Les voies de signalement existantes devraient être complétées par des enquêtes régulières dans les CFA auprès des demandeurs d’asile et du personnel sur l’hébergement, les soins et la sécurité, afin de pouvoir garantir une fonction de mesure réelle du système de signalement.

De plus, il pourrait être judicieux de regrouper les données générées de cette manière en clusters pour chaque indicateur, qui pourraient alors refléter en un coup d’œil la qualité de l’hébergement, des soins et de la sécurité dans les CFA. Ces données regroupées pourraient ensuite être condensées dans un tableau de bord.

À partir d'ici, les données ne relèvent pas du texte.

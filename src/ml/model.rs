// ============================================================
// Layer 5 — Sentiment Model
// ============================================================
// Wires the three learned components together:
//
//   terminals ─► LeafEncoder ─► TreeComposer ─► ClassifierHead
//                (per leaf)     (per node)      (per non-terminal)
//
// score() returns the raw class scores of every non-terminal
// in post-order. From those, TreeScores gives the training loss
// (summed negative log-likelihood of the gold classes) or the
// per-node softmax distributions used for prediction.

use anyhow::Result;
use burn::{
    prelude::*,
    tensor::activation::{log_softmax, softmax},
};

use crate::domain::error::{ConfigError, TreeError};
use crate::domain::prediction::NodePrediction;
use crate::domain::syntax_tree::{SyntaxTree, NUM_SENTIMENT_CLASSES};
use crate::domain::traversal::post_order;
use crate::ml::classifier::{ClassifierHead, ClassifierHeadConfig};
use crate::ml::leaf_encoder::{LeafEncoder, LeafEncoderConfig};
use crate::ml::tree_composer::{TreeComposer, TreeComposerConfig};

// NOTE: #[derive(Config)] already generates Clone and Serialize/Deserialize.
// These fields are written into every checkpoint, ahead of the weights.
#[derive(Config, Debug)]
pub struct SentimentModelConfig {
    /// Rows of the embedding table; the frozen vocabulary's length
    pub vocab_size:           usize,
    /// Stacked Tree-LSTM cells, and leaf LSTM layers when bidirectional
    #[config(default = 1)]
    pub lstm_layer_count:     usize,
    /// Width of a word embedding
    #[config(default = 50)]
    pub word_embedding_dim:   usize,
    /// Width of a node annotation
    #[config(default = 50)]
    pub node_embedding_dim:   usize,
    /// Hidden width of the classifier head
    #[config(default = 50)]
    pub final_hidden_dim:     usize,
    /// Widest node the composer accepts
    #[config(default = 5)]
    pub max_children:         usize,
    /// Run forward and reverse LSTMs over the leaves before composing;
    /// each direction then gets half of `node_embedding_dim`
    #[config(default = false)]
    pub bidirectional_leaves: bool,
}

impl SentimentModelConfig {
    pub fn validate(&self) -> Result<(), ConfigError> {
        let shape_error = |reason: &str| ConfigError::InvalidModelShape { reason: reason.to_string() };

        if self.vocab_size == 0 {
            return Err(shape_error("vocabulary is empty"));
        }
        if self.lstm_layer_count == 0 {
            return Err(shape_error("at least one layer is required"));
        }
        if self.word_embedding_dim == 0 || self.node_embedding_dim == 0 || self.final_hidden_dim == 0 {
            return Err(shape_error("dimensions must be positive"));
        }
        if self.max_children == 0 {
            return Err(shape_error("max_children must be positive"));
        }
        if self.bidirectional_leaves && self.node_embedding_dim % 2 != 0 {
            return Err(shape_error("node_embedding_dim must be even for bidirectional leaves"));
        }
        if !self.bidirectional_leaves && self.word_embedding_dim != self.node_embedding_dim {
            return Err(shape_error(
                "word_embedding_dim must equal node_embedding_dim without bidirectional leaves",
            ));
        }
        Ok(())
    }

    pub fn init<B: Backend>(&self, device: &B::Device) -> SentimentModel<B> {
        let leaves = LeafEncoderConfig::new(self.vocab_size, self.word_embedding_dim, self.node_embedding_dim)
            .with_layer_count(self.lstm_layer_count)
            .with_bidirectional(self.bidirectional_leaves)
            .init(device);
        let composer = TreeComposerConfig::new(self.node_embedding_dim, self.node_embedding_dim)
            .with_layer_count(self.lstm_layer_count)
            .with_max_children(self.max_children)
            .init(device);
        let classifier = ClassifierHeadConfig::new(self.node_embedding_dim, self.final_hidden_dim)
            .init(device);
        SentimentModel { leaves, composer, classifier }
    }
}

#[derive(Module, Debug)]
pub struct SentimentModel<B: Backend> {
    pub leaves:     LeafEncoder<B>,
    pub composer:   TreeComposer<B>,
    pub classifier: ClassifierHead<B>,
}

impl<B: Backend> SentimentModel<B> {
    /// One annotation per node ([1, node_dim] each), indexed by id.
    pub fn annotate(&self, tree: &SyntaxTree, device: &B::Device) -> Result<Vec<Tensor<B, 2>>, TreeError> {
        let leaf_vectors = self.leaves.encode(&tree.terminals(), device);
        self.composer.compose(tree, leaf_vectors)
    }

    /// Class scores for every non-terminal of `tree`, in post-order.
    /// `None` when the tree is a single terminal.
    pub fn score<'t>(&self, tree: &'t SyntaxTree) -> Result<Option<TreeScores<'t, B>>, TreeError> {
        let device      = self.devices().into_iter().next().unwrap_or_default();
        let annotations = self.annotate(tree, &device)?;

        let mut nodes    = Vec::new();
        let mut selected = Vec::new();
        for node in post_order(tree)? {
            if node.is_terminal() {
                continue;
            }
            let id = node.id().ok_or(TreeError::UnassignedIds)?;
            selected.push(annotations[id].clone());
            nodes.push(node);
        }
        if nodes.is_empty() {
            return Ok(None);
        }

        let scores = self.classifier.forward(Tensor::cat(selected, 0));
        Ok(Some(TreeScores { nodes, scores }))
    }
}

/// Classifier output for the non-terminals of one tree.
pub struct TreeScores<'t, B: Backend> {
    /// Scored nodes in post-order; row r of `scores` belongs to nodes[r]
    pub nodes:  Vec<&'t SyntaxTree>,
    /// [nodes, 5]
    pub scores: Tensor<B, 2>,
}

impl<B: Backend> TreeScores<'_, B> {
    pub fn len(&self) -> usize {
        self.nodes.len()
    }

    /// Σ over nodes of −log softmax(scores)[gold] → shape [1]
    pub fn loss(&self) -> Tensor<B, 1> {
        let device = self.scores.device();
        let gold: Vec<i32> = self
            .nodes
            .iter()
            .map(|node| node.sentiment().unwrap_or_default() as i32)
            .collect();
        let gold = Tensor::<B, 1, Int>::from_ints(gold.as_slice(), &device).reshape([self.len(), 1]);

        log_softmax(self.scores.clone(), 1)
            .gather(1, gold)
            .sum()
            .neg()
    }

    /// Softmax distribution and argmax for each scored node.
    pub fn predictions(&self) -> Result<Vec<NodePrediction>> {
        let probabilities = softmax(self.scores.clone(), 1)
            .into_data()
            .to_vec::<f32>()
            .map_err(|e| anyhow::anyhow!("Cannot read class probabilities: {e:?}"))?;

        Ok(self
            .nodes
            .iter()
            .zip(probabilities.chunks(NUM_SENTIMENT_CLASSES))
            .map(|(node, probs)| NodePrediction {
                terminals:     node.terminals(),
                gold:          node.sentiment().unwrap_or_default(),
                probabilities: probs.to_vec(),
            })
            .collect())
    }
}
// ============================================================
// Layer 2 — TrainUseCase
// ============================================================
// Orchestrates the full training pipeline in order:
//
//   Step 1: Validate optimizer options  (Layer 5 - ml)
//   Step 2: Load training trees         (Layer 4 - data)
//   Step 3: Load dev trees              (Layer 4 - data)
//   Step 4: Validate batch size         (Layer 2)
//   Step 5: Freeze the vocabulary       (Layer 3 - domain)
//   Step 6: Run the training loop       (Layer 5 - ml)
//
// The dev set is read while the vocabulary is still open, so
// words that only occur there still get (untrained) rows.

use anyhow::Result;
use serde::{Deserialize, Serialize};

use crate::data::{dataset::TreeDataset, loader::TreeFileLoader};
use crate::domain::error::ConfigError;
use crate::domain::traits::TreeSource;
use crate::domain::vocabulary::Vocabulary;
use crate::infra::{checkpoint::ModelStore, interrupt::CancellationToken};
use crate::ml::model::SentimentModelConfig;
use crate::ml::optimizer::OptimizerSettings;
use crate::ml::trainer::{run_training, TrainingSummary};

// ─── Training Configuration ──────────────────────────────────────────────────
// Everything a training run needs. The model-shape fields end up
// in the checkpoint via SentimentModelConfig.
#[derive(Debug, Clone, Serialize, Deserialize)]
pub struct TrainConfig {
    /// Corpus file, one bracketed tree per line
    pub training_set:         String,
    /// Held-out corpus that decides which epoch is checkpointed
    pub dev_set:              String,
    /// Where the best model is written
    pub checkpoint:           String,
    /// Optional per-epoch CSV
    pub metrics_csv:          Option<String>,
    /// `None` trains until interrupted
    pub num_iterations:       Option<usize>,
    /// Examples per optimizer update
    pub batch_size:           usize,
    /// 0 picks a random seed
    pub random_seed:          u64,
    /// Examples between two running-perplexity log lines
    pub report_frequency:     usize,
    pub optimizer:            OptimizerSettings,
    /// Model shape, copied into SentimentModelConfig
    pub lstm_layer_count:     usize,
    pub word_embedding_dim:   usize,
    pub node_embedding_dim:   usize,
    pub final_hidden_dim:     usize,
    pub max_children:         usize,
    pub bidirectional_leaves: bool,
}

impl Default for TrainConfig {
    fn default() -> Self {
        Self {
            training_set:         "train.txt".to_string(),
            dev_set:              "dev.txt".to_string(),
            checkpoint:           "sentiment.model".to_string(),
            metrics_csv:          None,
            num_iterations:       None,
            batch_size:           1,
            random_seed:          0,
            report_frequency:     500,
            optimizer:            OptimizerSettings::default(),
            lstm_layer_count:     1,
            word_embedding_dim:   50,
            node_embedding_dim:   50,
            final_hidden_dim:     50,
            max_children:         5,
            bidirectional_leaves: false,
        }
    }
}

impl TrainConfig {
    /// Checks that need the size of the training set.
    pub fn validate(&self, training_size: usize) -> Result<(), ConfigError> {
        self.optimizer.validate()?;
        if training_size == 0 {
            return Err(ConfigError::EmptyTrainingSet);
        }
        if self.batch_size == 0 {
            return Err(ConfigError::ZeroBatchSize);
        }
        if self.batch_size > training_size {
            return Err(ConfigError::BatchLargerThanDataset {
                batch_size: self.batch_size,
                training_size,
            });
        }
        Ok(())
    }

    pub fn model_config(&self, vocab_size: usize) -> SentimentModelConfig {
        SentimentModelConfig::new(vocab_size)
            .with_lstm_layer_count(self.lstm_layer_count)
            .with_word_embedding_dim(self.word_embedding_dim)
            .with_node_embedding_dim(self.node_embedding_dim)
            .with_final_hidden_dim(self.final_hidden_dim)
            .with_max_children(self.max_children)
            .with_bidirectional_leaves(self.bidirectional_leaves)
    }
}

// ─── TrainUseCase ─────────────────────────────────────────────────────────────
pub struct TrainUseCase {
    config: TrainConfig,
}

impl TrainUseCase {
    pub fn new(config: TrainConfig) -> Self {
        Self { config }
    }

    pub fn execute(&self, cancel: &CancellationToken) -> Result<TrainingSummary> {
        let cfg = &self.config;

        // ── Step 1: Reject bad optimizer options before reading anything ─────
        cfg.optimizer.validate()?;

        // ── Steps 2-3: Load both corpora through one vocabulary ──────────────
        let mut vocab = Vocabulary::new();
        let train = load_dataset(&TreeFileLoader::new(&cfg.training_set), &mut vocab, "training")?;
        let dev   = load_dataset(&TreeFileLoader::new(&cfg.dev_set), &mut vocab, "dev")?;

        // ── Step 4: Batch size against the training set ───────────────────────
        cfg.validate(train.len())?;

        // ── Step 5: No more growth from here on ──────────────────────────────
        vocab.freeze();
        tracing::info!("Vocabulary: {} entries", vocab.len());

        // ── Step 6: Training loop (Layer 5) ──────────────────────────────────
        let store = ModelStore::new(&cfg.checkpoint);
        run_training(cfg, &vocab, train, &dev, &store, cancel)
    }
}

fn load_dataset(source: &impl TreeSource, vocab: &mut Vocabulary, name: &str) -> Result<TreeDataset> {
    let dataset = TreeDataset::new(source.load_trees(vocab)?);
    let stats   = dataset.stats();
    tracing::info!("Loaded {} {} trees", dataset.len(), name);
    tracing::debug!(
        "{} corpus: {} trees, {} nodes ({} internal), max branching {}, depth {}..{}",
        name,
        stats.trees,
        stats.nodes,
        stats.internal_nodes,
        stats.max_branching,
        stats.min_depth,
        stats.max_depth,
    );
    Ok(dataset)
}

Comme relevé par l’OSAR, il est important que ce projet soit étendu au-delà du pilote, et que les recommandations du rapport soit appliquées. Surtout en sachant, comme le souligne la plateforme «Société civile dans les centres fédéraux d’asile» (SCCFA), que ces bureaux ont été mis en place dans deux centres fédéraux avec tâches procédurales (où les personnes passent en moyenne moins de temps que dans des centres sans tâches procédurales). Alors que les difficultés rencontrées, mises notamment en avant par le rapport Oberholzer, avaient surtout été identifiées dans les centres fédéraux sans tâches procédurales [3]https://asile.ch/2023/01/30/sccfa-projet-pilote-bureaux-de-signalements/. Il faut donc espérer qu’à la suite de ce rapport, le SEM saura étendre cette mesure à tous les CFA en prenant sérieusement en compte les recommandations.

Deux mesures récentes semblent par ailleurs aller dans le sens d’un renforcement de la sécurité au sein des CFA. D’une part, sur la base des résultats du rapport intermédiaire, le SEM a décidé de prolonger le projet pilote de six mois, jusqu’au 31 octobre 2024. D’autre part, dans son message du 24 avril 2024, le Conseil fédéral entend régler les principales missions du SEM dans la Loi sur l’asile (LAsi). Tant l’hébergement, l’encadrement des personnes requérantes, que les domaines dans lesquels le SEM peut recourir à la contrainte ou déléguer ces compétences à d’autres prestataires, seront explicitement définis dans la loi [4]https://www.admin.ch/gov/fr/accueil/documentation/communiques.msg-id-100797.html

Espérons que ces bases légales claires permettront de continuer à pallier aux manquements, et véritablement garantir la sécurité de toutes et tous, face à une violence qui, rappelons le, reste systémique.